Physicians Inch Toward Boiling Point

Joe Cantlupe, for HealthLeaders Media , October 4, 2012

Defensive Medicine
The survey is certainly the latest, and—by sheer numbers—one of the more telling reports on physician attitudes about defensive medicine and malpractice concerns. It also reveals what doctors see as a major cost driver of healthcare.

When asked what two factors "do you find least satisfying about the medical practice," 40.3% said it was "liability/defensive medicine pressures." Other reasons lagged much further behind. Other "least satisfying" aspects included dealing with Medicare/Medicaid/government regulations (27.4%) and  reimbursement issues (27.3%).

In the meantime, 69.1% of physicians said defensive medicine is the "number one ranked factor" driving up healthcare costs. The survey described the ordering of tests, prescribing of drugs, and conducting of procedures done "partly or solely to drive a wedge against potential malpractice lawsuits." 

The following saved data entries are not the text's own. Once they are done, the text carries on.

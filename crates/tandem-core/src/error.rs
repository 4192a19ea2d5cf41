//! Error types for the Tandem core.
//!
//! Strongly-typed errors per component: connection errors (handshake,
//! timeouts, relay failures), publish errors (fail-fast when offline) and call
//! errors (state machine violations, media failures).

use std::{io, time::Duration};

use thiserror::Error;

use crate::{call::CallStatus, connection::ConnectionStatus};

/// Errors raised by the relay connection state machine.
#[derive(Error, Debug, Clone, PartialEq, Eq)]
pub enum ConnectionError {
    /// Invalid state transition attempted
    #[error("invalid state transition: cannot {operation} while {state:?}")]
    InvalidState {
        /// Status when the error occurred
        state: ConnectionStatus,
        /// Operation that was attempted
        operation: &'static str,
    },

    /// Received a frame the current state does not accept
    #[error("unexpected {command} frame while {state:?}")]
    UnexpectedFrame {
        /// Status when the frame arrived
        state: ConnectionStatus,
        /// STOMP command of the frame
        command: &'static str,
    },

    /// Handshake did not complete within timeout
    #[error("handshake timeout after {elapsed:?}")]
    HandshakeTimeout {
        /// How long we waited
        elapsed: Duration,
    },

    /// No inbound traffic within the negotiated window
    #[error("idle timeout after {elapsed:?}")]
    IdleTimeout {
        /// How long the connection was silent
        elapsed: Duration,
    },

    /// Relay sent an `ERROR` frame
    #[error("relay error: {0}")]
    Relay(String),

    /// Protocol error from frame parsing/validation
    #[error("protocol error: {0}")]
    Protocol(String),

    /// Underlying transport error
    #[error("transport error: {0}")]
    Transport(String),
}

impl ConnectionError {
    /// Returns true if this error is transient and may succeed on retry.
    ///
    /// Timeouts, relay errors and transport failures trigger the reconnect
    /// path. State violations and malformed frames are local bugs or a broken
    /// peer; retrying does not help.
    pub fn is_transient(&self) -> bool {
        matches!(
            self,
            Self::HandshakeTimeout { .. }
                | Self::IdleTimeout { .. }
                | Self::Relay(_)
                | Self::Transport(_)
        )
    }
}

impl From<tandem_proto::ProtocolError> for ConnectionError {
    fn from(err: tandem_proto::ProtocolError) -> Self {
        Self::Protocol(err.to_string())
    }
}

impl From<io::Error> for ConnectionError {
    fn from(err: io::Error) -> Self {
        Self::Transport(err.to_string())
    }
}

/// Publishing failed. Never retried by the connection itself.
#[derive(Error, Debug, Clone, PartialEq, Eq)]
pub enum PublishError {
    /// No established relay connection
    #[error("not connected")]
    NotConnected,

    /// Body could not be encoded
    #[error("encode failed: {0}")]
    Encode(#[from] tandem_proto::ProtocolError),
}

/// Errors raised by the call engine and call manager.
#[derive(Error, Debug, Clone, PartialEq, Eq)]
pub enum CallError {
    /// Operation not valid in the current call status
    #[error("cannot {operation} while {status:?}")]
    InvalidState {
        /// Status when the operation was attempted
        status: CallStatus,
        /// Operation that was attempted
        operation: &'static str,
    },

    /// Another call is already active
    #[error("another call is active")]
    Busy,

    /// No call session exists
    #[error("no active call")]
    NoSession,

    /// Media device or peer connection failure
    #[error("media error: {0}")]
    Media(String),
}

#[cfg(test)]
mod tests {
    use super::*;

    #[test]
    fn timeouts_and_transport_are_transient() {
        assert!(
            ConnectionError::HandshakeTimeout { elapsed: Duration::from_secs(11) }.is_transient()
        );
        assert!(ConnectionError::IdleTimeout { elapsed: Duration::from_secs(31) }.is_transient());
        assert!(ConnectionError::Relay("overloaded".to_string()).is_transient());
        assert!(ConnectionError::Transport("reset".to_string()).is_transient());
    }

    #[test]
    fn local_violations_are_fatal() {
        assert!(
            !ConnectionError::InvalidState {
                state: ConnectionStatus::Disconnected,
                operation: "transport_opened",
            }
            .is_transient()
        );
        assert!(
            !ConnectionError::UnexpectedFrame {
                state: ConnectionStatus::Connected,
                command: "CONNECTED",
            }
            .is_transient()
        );
        assert!(!ConnectionError::Protocol("bad frame".to_string()).is_transient());
    }

    #[test]
    fn protocol_errors_convert() {
        let err: ConnectionError = tandem_proto::ProtocolError::Truncated("eof").into();
        assert!(matches!(err, ConnectionError::Protocol(_)));
        let err: PublishError = tandem_proto::ProtocolError::Json("x".to_string()).into();
        assert!(matches!(err, PublishError::Encode(_)));
    }
}
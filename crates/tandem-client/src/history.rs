//! REST history service and user directory.
//!
//! | Call | Request |
//! |---|---|
//! | conversations | `GET {api}/conversations/{userId}` |
//! | messages | `GET {api}/messages/{userId}/{otherId}` |
//! | mark read | `PUT {api}/messages/read` with `{receiverId, senderId}` |
//! | contact | `GET {api}/users/{id}` |
//!
//! A bearer token is attached to every request when configured.

use std::time::Duration;

use reqwest::{Method, RequestBuilder, StatusCode};
use serde::de::DeserializeOwned;
use tandem_app::HistoryService;
use tandem_proto::{ChatMessage, ConversationSummary, ReadReceipt, UserId, UserProfile};
use thiserror::Error;

use crate::ClientConfig;

/// History service errors.
#[derive(Debug, Error)]
pub enum HistoryError {
    /// Request could not be sent or the response not read.
    #[error("request failed: {0}")]
    Http(#[from] reqwest::Error),

    /// Service answered with a non-success status.
    #[error("{url} returned {status}")]
    Status {
        /// Requested URL
        url: String,
        /// Response status
        status: StatusCode,
    },

    /// Response body did not match the expected shape.
    #[error("invalid response from {url}: {source}")]
    Decode {
        /// Requested URL
        url: String,
        /// Decoder error
        source: serde_json::Error,
    },
}

/// REST client for history and the user directory.
#[derive(Debug, Clone)]
pub struct HttpHistory {
    http: reqwest::Client,
    base: String,
    token: Option<String>,
    timeout: Duration,
}

impl HttpHistory {
    /// Client for the service at `config.api_url`.
    pub fn new(http: reqwest::Client, config: &ClientConfig) -> Self {
        Self {
            http,
            base: config.api_url.trim_end_matches('/').to_string(),
            token: config.token.clone(),
            timeout: config.request_timeout,
        }
    }

    fn request(&self, method: Method, path: &str) -> RequestBuilder {
        let builder =
            self.http.request(method, format!("{}{path}", self.base)).timeout(self.timeout);
        match &self.token {
            Some(token) => builder.bearer_auth(token),
            None => builder,
        }
    }
}

async fn send(request: RequestBuilder) -> Result<reqwest::Response, HistoryError> {
    let response = request.send().await?;
    let status = response.status();
    if !status.is_success() {
        return Err(HistoryError::Status { url: response.url().to_string(), status });
    }
    Ok(response)
}

async fn fetch<T: DeserializeOwned>(request: RequestBuilder) -> Result<T, HistoryError> {
    let response = send(request).await?;
    let url = response.url().to_string();
    let body = response.bytes().await?;
    serde_json::from_slice(&body).map_err(|source| HistoryError::Decode { url, source })
}

impl HistoryService for HttpHistory {
    type Error = HistoryError;

    fn conversations(
        &self,
        user: UserId,
    ) -> impl Future<Output = Result<Vec<ConversationSummary>, HistoryError>> + Send {
        fetch(self.request(Method::GET, &format!("/conversations/{user}")))
    }

    fn messages(
        &self,
        user: UserId,
        other: UserId,
    ) -> impl Future<Output = Result<Vec<ChatMessage>, HistoryError>> + Send {
        fetch(self.request(Method::GET, &format!("/messages/{user}/{other}")))
    }

    fn mark_read(&self, receipt: ReadReceipt) -> impl Future<Output = Result<(), HistoryError>> + Send {
        let request = self.request(Method::PUT, "/messages/read").json(&receipt);
        async move {
            send(request).await?;
            Ok(())
        }
    }

    fn user(&self, id: UserId) -> impl Future<Output = Result<UserProfile, HistoryError>> + Send {
        fetch(self.request(Method::GET, &format!("/users/{id}")))
    }
}

#[cfg(test)]
mod tests {
    use super::*;

    fn history(token: Option<&str>) -> HttpHistory {
        let config = ClientConfig {
            api_url: "http://api.example/v1/".into(),
            token: token.map(str::to_string),
            ..ClientConfig::default()
        };
        HttpHistory::new(reqwest::Client::new(), &config)
    }

    #[test]
    fn builds_urls_without_double_slash() {
        let request = history(None).request(Method::GET, "/conversations/7").build().unwrap();
        assert_eq!(request.url().as_str(), "http://api.example/v1/conversations/7");
        assert!(request.headers().get(reqwest::header::AUTHORIZATION).is_none());
    }

    #[test]
    fn attaches_bearer_token() {
        let request = history(Some("secret")).request(Method::GET, "/users/2").build().unwrap();
        let auth = request.headers().get(reqwest::header::AUTHORIZATION).unwrap();
        assert_eq!(auth.to_str().unwrap(), "Bearer secret");
    }

    #[test]
    fn mark_read_body_is_camel_case() {
        let receipt =
            ReadReceipt { receiver_id: UserId::new(1).unwrap(), sender_id: UserId::new(2).unwrap() };
        let request = history(None).request(Method::PUT, "/messages/read").json(&receipt).build().unwrap();
        let body = request.body().and_then(reqwest::Body::as_bytes).unwrap();
        assert_eq!(body, br#"{"receiverId":1,"senderId":2}"#);
    }
}
//! Identifier types shared across the wire and the state machines.

use std::fmt;

use serde::{Deserialize, Deserializer, Serialize, Serializer, de};
use uuid::Uuid;

use crate::errors::{ProtocolError, Result};

/// Numeric user identity.
///
/// Never zero: the legacy presence encoding folds the online flag into the
/// sign of the id, which leaves no room for `0`.
#[derive(Debug, Clone, Copy, PartialEq, Eq, Hash, PartialOrd, Ord)]
pub struct UserId(u64);

impl UserId {
    /// Validate and wrap a raw id.
    pub fn new(raw: u64) -> Result<Self> {
        if raw == 0 {
            return Err(ProtocolError::InvalidUserId(raw.to_string()));
        }
        Ok(Self(raw))
    }

    /// Raw numeric value.
    pub fn get(self) -> u64 {
        self.0
    }

    /// Parse from decimal text.
    pub fn parse(text: &str) -> Result<Self> {
        let raw: u64 =
            text.trim().parse().map_err(|_| ProtocolError::InvalidUserId(text.to_string()))?;
        Self::new(raw)
    }
}

impl fmt::Display for UserId {
    fn fmt(&self, f: &mut fmt::Formatter<'_>) -> fmt::Result {
        fmt::Display::fmt(&self.0, f)
    }
}

impl Serialize for UserId {
    fn serialize<S: Serializer>(&self, serializer: S) -> std::result::Result<S::Ok, S::Error> {
        serializer.serialize_u64(self.0)
    }
}

impl<'de> Deserialize<'de> for UserId {
    fn deserialize<D: Deserializer<'de>>(deserializer: D) -> std::result::Result<Self, D::Error> {
        // Relays disagree on whether ids are numbers or numeric strings.
        #[derive(Deserialize)]
        #[serde(untagged)]
        enum Raw {
            Number(u64),
            Text(String),
        }

        match Raw::deserialize(deserializer)? {
            Raw::Number(n) => Self::new(n).map_err(de::Error::custom),
            Raw::Text(s) => Self::parse(&s).map_err(de::Error::custom),
        }
    }
}

/// Identity of a message within its conversation.
///
/// Optimistic messages carry a client-generated `Local` id until the relay
/// echoes them back with the stored id.
#[derive(Debug, Clone, Copy, PartialEq, Eq, Hash)]
pub enum MessageId {
    /// Client-generated, not yet confirmed.
    Local(Uuid),
    /// Assigned by the message store.
    Server(u64),
}

impl MessageId {
    /// Whether the relay has confirmed this message.
    pub fn is_confirmed(&self) -> bool {
        matches!(self, Self::Server(_))
    }
}

impl fmt::Display for MessageId {
    fn fmt(&self, f: &mut fmt::Formatter<'_>) -> fmt::Result {
        match self {
            Self::Local(uuid) => write!(f, "local-{uuid}"),
            Self::Server(id) => write!(f, "{id}"),
        }
    }
}

#[cfg(test)]
mod tests {
    use super::*;

    #[test]
    fn zero_is_rejected() {
        assert!(UserId::new(0).is_err());
        assert!(UserId::parse("0").is_err());
        assert!(serde_json::from_str::<UserId>("0").is_err());
    }

    #[test]
    fn accepts_number_or_string() {
        assert_eq!(serde_json::from_str::<UserId>("42").unwrap().get(), 42);
        assert_eq!(serde_json::from_str::<UserId>("\"42\"").unwrap().get(), 42);
        assert!(serde_json::from_str::<UserId>("\"abc\"").is_err());
        assert!(serde_json::from_str::<UserId>("-1").is_err());
    }

    #[test]
    fn serializes_as_number() {
        let id = UserId::new(7).unwrap();
        assert_eq!(serde_json::to_string(&id).unwrap(), "7");
        assert_eq!(id.to_string(), "7");
        assert_eq!(format!("{id:>4}|{id:<3}|"), "   7|7  |");
    }
}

Defensive medicine costs approximately $45.6 billion a year in the U.S., according to The Physicians Foundation survey.

"Physicians understand to some degree that's the cost of doing business, but the defensive medicine goes deeper than that, in the ordering of extra tests, doing the extra procedures, and extra scans to protect [oneself]  against a malpractice suit. It's that four-legged stool, the liability that [prompts] defensive medicine."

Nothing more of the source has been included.